From: Paul Mackerras <paulus@samba.org>
To: Alexander Graf <agraf@suse.de>
Cc: "kvm-ppc@vger.kernel.org" <kvm-ppc@vger.kernel.org>,
"kvm@vger.kernel.org" <kvm@vger.kernel.org>
Subject: Re: [PATCH 4/5] KVM: PPC: Book3S HV: Don't give the guest RW access to RO pages
Date: Sat, 24 Nov 2012 20:32:37 +1100 [thread overview]
Message-ID: <20121124093237.GF23537@bloggs.ozlabs.ibm.com> (raw)
In-Reply-To: <E3BDC278-EA1D-4B28-BA91-A2676BFA7232@suse.de>
On Sat, Nov 24, 2012 at 10:05:37AM +0100, Alexander Graf wrote:
>
>
> On 23.11.2012, at 23:13, Paul Mackerras <paulus@samba.org> wrote:
>
> > On Fri, Nov 23, 2012 at 04:47:45PM +0100, Alexander Graf wrote:
> >>
> >> On 22.11.2012, at 10:28, Paul Mackerras wrote:
> >>
> >>> Currently, if the guest does an H_PROTECT hcall requesting that the
> >>> permissions on a HPT entry be changed to allow writing, we make the
> >>> requested change even if the page is marked read-only in the host
> >>> Linux page tables.
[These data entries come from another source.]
//! Advapi32.dll bindings for tokens, privileges, impersonation, process
//! creation under a token and the service control manager

use crate::core::types::Luid;
use crate::windows::utils::{string_to_wide, wide_to_string, ErrorCode, Win32Result};
use std::{mem, ptr};
use winapi::shared::minwindef::{DWORD, FALSE, LPVOID};
use winapi::shared::winerror::{ERROR_INSUFFICIENT_BUFFER, ERROR_NOT_ALL_ASSIGNED};
use winapi::um::errhandlingapi::GetLastError;
use winapi::um::processthreadsapi::{
    CreateProcessAsUserW, OpenProcessToken, SetThreadToken, PROCESS_INFORMATION,
};
use winapi::um::securitybaseapi::{
    AdjustTokenPrivileges, DuplicateTokenEx, GetTokenInformation, IsWellKnownSid, RevertToSelf,
    SetTokenInformation,
};
use winapi::um::winbase::{LookupPrivilegeNameW, LookupPrivilegeValueW, STARTUPINFOEXW};
use winapi::um::winnt::{
    SecurityImpersonation, TokenSessionId, TokenUser, WinLocalSystemSid, HANDLE, LUID,
    PTOKEN_PRIVILEGES, TOKEN_INFORMATION_CLASS, TOKEN_TYPE, TOKEN_USER,
};
use winapi::um::winsvc::{
    CloseServiceHandle, OpenSCManagerW, OpenServiceW, QueryServiceStatusEx, StartServiceW,
    SC_HANDLE, SC_STATUS_PROCESS_INFO, SERVICE_STATUS_PROCESS,
};

fn check(result: i32) -> Win32Result<()> {
    if result == FALSE {
        Err(ErrorCode::last_error())
    } else {
        Ok(())
    }
}

/// Safe wrapper for OpenProcessToken
pub fn open_process_token(process: HANDLE, desired_access: u32) -> Win32Result<HANDLE> {
    let mut token = ptr::null_mut();
    check(unsafe { OpenProcessToken(process, desired_access, &mut token) })?;
    Ok(token)
}

/// Duplicates `token` into a new primary or impersonation token
pub fn duplicate_token(
    token: HANDLE,
    desired_access: u32,
    token_type: TOKEN_TYPE,
) -> Win32Result<HANDLE> {
    let mut duplicate = ptr::null_mut();
    check(unsafe {
        DuplicateTokenEx(
            token,
            desired_access,
            ptr::null_mut(),
            SecurityImpersonation,
            token_type,
            &mut duplicate,
        )
    })?;
    Ok(duplicate)
}

/// Reads a token information class into an 8-byte aligned buffer
pub fn token_information(token: HANDLE, class: TOKEN_INFORMATION_CLASS) -> Win32Result<Vec<u64>> {
    let mut size: DWORD = 0;
    unsafe { GetTokenInformation(token, class, ptr::null_mut(), 0, &mut size) };
    if size == 0 {
        return Err(ErrorCode::last_error());
    }

    let mut buffer = vec![0u64; (size as usize + 7) / 8];
    check(unsafe {
        GetTokenInformation(
            token,
            class,
            buffer.as_mut_ptr() as LPVOID,
            (buffer.len() * 8) as DWORD,
            &mut size,
        )
    })?;
    Ok(buffer)
}

/// Applies a `TOKEN_PRIVILEGES` structure laid out as 32-bit words.
///
/// Fails with [`ErrorCode::NotAllAssigned`] when the token lacks one of the
/// requested privileges.
pub fn adjust_token_privileges(token: HANDLE, words: &mut [u32]) -> Win32Result<()> {
    check(unsafe {
        AdjustTokenPrivileges(
            token,
            FALSE,
            words.as_mut_ptr() as PTOKEN_PRIVILEGES,
            0,
            ptr::null_mut(),
            ptr::null_mut(),
        )
    })?;
    // Success may still report a partial assignment
    match unsafe { GetLastError() } {
        ERROR_NOT_ALL_ASSIGNED => Err(ErrorCode::NotAllAssigned),
        _ => Ok(()),
    }
}

/// Overwrites the session id of `token`; needs SeTcbPrivilege
pub fn set_token_session_id(token: HANDLE, session_id: u32) -> Win32Result<()> {
    let mut value: DWORD = session_id;
    check(unsafe {
        SetTokenInformation(
            token,
            TokenSessionId,
            &mut value as *mut DWORD as LPVOID,
            mem::size_of::<DWORD>() as DWORD,
        )
    })
}

/// Whether the token's user is the LocalSystem account
pub fn is_local_system_token(token: HANDLE) -> Win32Result<bool> {
    let buffer = token_information(token, TokenUser)?;
    let user = unsafe { &*(buffer.as_ptr() as *const TOKEN_USER) };
    Ok(unsafe { IsWellKnownSid(user.User.Sid, WinLocalSystemSid) } != FALSE)
}

/// Safe wrapper for LookupPrivilegeValueW on the local system
pub fn lookup_privilege_value(name: &str) -> Win32Result<Luid> {
    let wide = string_to_wide(name);
    let mut luid: LUID = unsafe { mem::zeroed() };
    check(unsafe { LookupPrivilegeValueW(ptr::null(), wide.as_ptr(), &mut luid) })?;
    Ok(Luid::new(luid.LowPart, luid.HighPart))
}

/// Programmatic name of a privilege, e.g. `SeDebugPrivilege`
pub fn lookup_privilege_name(luid: Luid) -> Win32Result<String> {
    let mut raw = LUID {
        LowPart: luid.low,
        HighPart: luid.high,
    };
    let mut buffer = vec![0u16; 64];
    loop {
        let mut len = buffer.len() as DWORD;
        let ok = unsafe {
            LookupPrivilegeNameW(ptr::null(), &mut raw, buffer.as_mut_ptr(), &mut len)
        };
        if ok != FALSE {
            return Ok(wide_to_string(&buffer[..len as usize]));
        }
        let err = unsafe { GetLastError() };
        if err != ERROR_INSUFFICIENT_BUFFER || len as usize <= buffer.len() {
            return Err(ErrorCode::from(err));
        }
        buffer.resize(len as usize + 1, 0);
    }
}

/// Sets (or with a null token, clears) the calling thread's token
pub fn set_thread_token(token: HANDLE) -> Win32Result<()> {
    check(unsafe { SetThreadToken(ptr::null_mut(), token) })
}

/// Ends impersonation on the calling thread
pub fn revert_to_self() -> Win32Result<()> {
    check(unsafe { RevertToSelf() })
}

/// Safe wrapper for CreateProcessAsUserW.
///
/// A null `token` creates the process under the caller's own token.
///
/// # Safety
/// `startup.lpAttributeList` must be null or a valid initialized list, and
/// every handle it references must stay open for the duration of the call.
pub unsafe fn create_process_as_user(
    token: HANDLE,
    command_line: &mut [u16],
    creation_flags: u32,
    startup: &mut STARTUPINFOEXW,
) -> Win32Result<PROCESS_INFORMATION> {
    let mut info: PROCESS_INFORMATION = mem::zeroed();
    check(CreateProcessAsUserW(
        token,
        ptr::null(),
        command_line.as_mut_ptr(),
        ptr::null_mut(),
        ptr::null_mut(),
        FALSE,
        creation_flags,
        ptr::null_mut(),
        ptr::null(),
        &mut startup.StartupInfo,
        &mut info,
    ))?;
    Ok(info)
}

/// Connects to the local service control manager
pub fn open_sc_manager(desired_access: u32) -> Win32Result<SC_HANDLE> {
    let handle = unsafe { OpenSCManagerW(ptr::null(), ptr::null(), desired_access) };
    if handle.is_null() {
        Err(ErrorCode::last_error())
    } else {
        Ok(handle)
    }
}

/// Opens a service by name
pub fn open_service(manager: SC_HANDLE, name: &str, desired_access: u32) -> Win32Result<SC_HANDLE> {
    let wide = string_to_wide(name);
    let handle = unsafe { OpenServiceW(manager, wide.as_ptr(), desired_access) };
    if handle.is_null() {
        Err(ErrorCode::last_error())
    } else {
        Ok(handle)
    }
}

/// Current status and hosting process of a service
pub fn query_service_status(service: SC_HANDLE) -> Win32Result<SERVICE_STATUS_PROCESS> {
    let mut status: SERVICE_STATUS_PROCESS = unsafe { mem::zeroed() };
    let mut needed: DWORD = 0;
    check(unsafe {
        QueryServiceStatusEx(
            service,
            SC_STATUS_PROCESS_INFO,
            &mut status as *mut SERVICE_STATUS_PROCESS as *mut u8,
            mem::size_of::<SERVICE_STATUS_PROCESS>() as DWORD,
            &mut needed,
        )
    })?;
    Ok(status)
}

/// Requests a service start without arguments
pub fn start_service(service: SC_HANDLE) -> Win32Result<()> {
    check(unsafe { StartServiceW(service, 0, ptr::null_mut()) })
}

/// Safe wrapper for CloseServiceHandle
///
/// # Safety
/// The handle must be a valid service or manager handle
pub unsafe fn close_service_handle(handle: SC_HANDLE) -> Win32Result<()> {
    check(CloseServiceHandle(handle))
}

#[cfg(test)]
mod tests {
    use super::*;
    use crate::windows::bindings::kernel32;
    use winapi::um::winnt::{TokenPrivileges, TOKEN_QUERY};

    #[test]
    #[cfg_attr(miri, ignore = "FFI not supported in Miri")]
    fn test_debug_privilege_name_round_trip() {
        let luid = lookup_privilege_value("SeDebugPrivilege").unwrap();
        assert_eq!(lookup_privilege_name(luid).unwrap(), "SeDebugPrivilege");
    }

    #[test]
    #[cfg_attr(miri, ignore = "FFI not supported in Miri")]
    fn test_unknown_privilege_name() {
        assert!(lookup_privilege_value("SeNonexistentPrivilege").is_err());
    }

    #[test]
    #[cfg_attr(miri, ignore = "FFI not supported in Miri")]
    fn test_read_own_token_privileges() {
        let token = open_process_token(kernel32::current_process(), TOKEN_QUERY).unwrap();
        let buffer = token_information(token, TokenPrivileges).unwrap();
        assert!(!buffer.is_empty());
        unsafe {
            kernel32::close_handle(token).unwrap();
        }
    }
}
This is a problem since it would for instance
> >>> allow a guest to modify a page that KSM has decided can be shared
> >>> between multiple guests.
> >>>
> >>> To fix this, if the new permissions for the page allow writing, we need
> >>> to look up the memslot for the page, work out the host virtual address,
> >>> and look up the Linux page tables to get the PTE for the page. If that
> >>> PTE is read-only, we reduce the HPTE permissions to read-only.
> >>
> >> How does KSM handle this usually? If you reduce the permissions to R/O, how do you ever get a R/W page from a deduplicated one?
> >
> > The scenario goes something like this:
> >
> > 1. Guest creates an HPTE with RO permissions.
> > 2. KSM decides the page is identical to another page and changes the
> > HPTE to point to a shared copy. Permissions are still RO.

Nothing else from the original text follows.